Peter Campbell Scarlett


Peter Campbell Scarlett CB, DL, styled The Honourable from 1830, was a British diplomat.

Background

Scarlett was the youngest child of James Scarlett, 1st Baron Abinger and his wife Louise Henrietta Campbell, daughter of Peter Campbell. His older brother was Robert Scarlett, 2nd Baron Abinger and his older sister Mary Campbell, 1st Baroness Stratheden. He was educated at Eton College.

Career

Scarlett served successively as attaché at the British embassies in Constantinople from 1825, then in Paris from 1828 and finally Rio de Janeiro from 1834. He was sent to Florence as secretary of legation in 1844, later acting as chargé d'affaires. In 1854, he was awarded a Commander of the Order of the Bath and was appointed Envoy Extraordinary and Minister Plenipotentiary to Brazil in the end of 1855. Despite his stay abroad, Scarlett received a commission as Deputy Lieutenant for Surrey in the following year.
After three years in Brazil, he was transferred in December 1858 as Envoy Extraordinary and Minister Plenipotentiary to the Grand Duke of Tuscany until 1859, when following the occupation by Kingdom of Sardinia, the grand duchy was abolished.
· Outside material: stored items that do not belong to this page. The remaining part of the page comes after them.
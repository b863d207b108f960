//! Redacting Stream Filter
//!
//! [`RedactingWriter`] sits between the PTY reader and the real stdout.
//! Bytes are held until a newline completes a line; only whole lines are
//! redacted and forwarded, so a secret split across two PTY reads is never
//! released half-masked.
//!
//! A trailing line with no newline is never forwarded, not on `flush` and
//! not on drop.

use std::io::{self, Write};

use super::RedactionSet;

/// Counters for a single filter's lifetime
#[derive(Debug, Clone, Default, PartialEq, Eq)]
pub struct FilterStats {
    /// Bytes accepted from upstream
    pub bytes_in: u64,
    /// Bytes forwarded downstream
    pub bytes_out: u64,
    /// Completed lines forwarded downstream
    pub lines_emitted: u64,
    /// Secret occurrences masked
    pub redactions: u64,
}

/// Line-buffering writer that masks secrets before forwarding
#[derive(Debug)]
pub struct RedactingWriter<W: Write> {
    inner: W,
    redactions: RedactionSet,
    /// Bytes received but not yet terminated by a newline
    pending: Vec<u8>,
    stats: FilterStats,
}

impl<W: Write> RedactingWriter<W> {
    /// Wrap `inner`, scrubbing every entry of `redactions`
    pub fn new(inner: W, redactions: RedactionSet) -> Self {
        Self {
            inner,
            redactions,
            pending: Vec::new(),
            stats: FilterStats::default(),
        }
    }

    /// Bytes currently held back waiting for a newline
    pub fn pending_len(&self) -> usize {
        self.pending.len()
    }

    pub fn stats(&self) -> &FilterStats {
        &self.stats
    }

    pub fn get_ref(&self) -> &W {
        &self.inner
    }

    /// Unwrap the downstream sink, discarding any unterminated line
    pub fn into_inner(self) -> W {
        self.inner
    }

    fn emit_complete_lines(&mut self) -> io::Result<()> {
        while let Some(idx) = self.pending.iter().position(|&b| b == b'\n') {
            let mut line: Vec<u8> = self.pending.drain(..=idx).collect();
            let masked = self.redactions.redact_line(&mut line);

            self.inner.write_all(&line)?;

            self.stats.bytes_out += line.len() as u64;
            self.stats.lines_emitted += 1;
            self.stats.redactions += masked as u64;
        }
        Ok(())
    }
}

impl<W: Write> Write for RedactingWriter<W> {
    /// Buffer `buf` and forward every line it completes
    ///
    /// On success the whole chunk counts as consumed. If the downstream sink
    /// fails, its error is returned at once; the chunk stays absorbed and
    /// lines after the failing one remain pending.
    fn write(&mut self, buf: &[u8]) -> io::Result<usize> {
        self.pending.extend_from_slice(buf);
        self.stats.bytes_in += buf.len() as u64;

        self.emit_complete_lines()?;
        Ok(buf.len())
    }

    fn flush(&mut self) -> io::Result<()> {
        self.inner.flush()
    }
}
Scarlett became Envoy Extraordinary and Minister Plenipotentiary to the King of Greece in 1862, a post he held for the next two years. In 1864, he was nominated Envoy Extraordinary and Minister Plenipotentiary to the Emperor of Mexico and retired in 1867.

Family

He married firstly Frances Sophia Mostyn, second daughter of Edmund Lomax on 22 May 1843 and had by her two sons and a daughter. She died in 1849 and Scarlett remarried Louisa Anne, daughter of James Murray, Lord Cringletie, and widow of Edward Jeannin, on 27 December 1873. This second marriage was childless. Scarlett died at London in 1881 and was survived by his wife until 1900.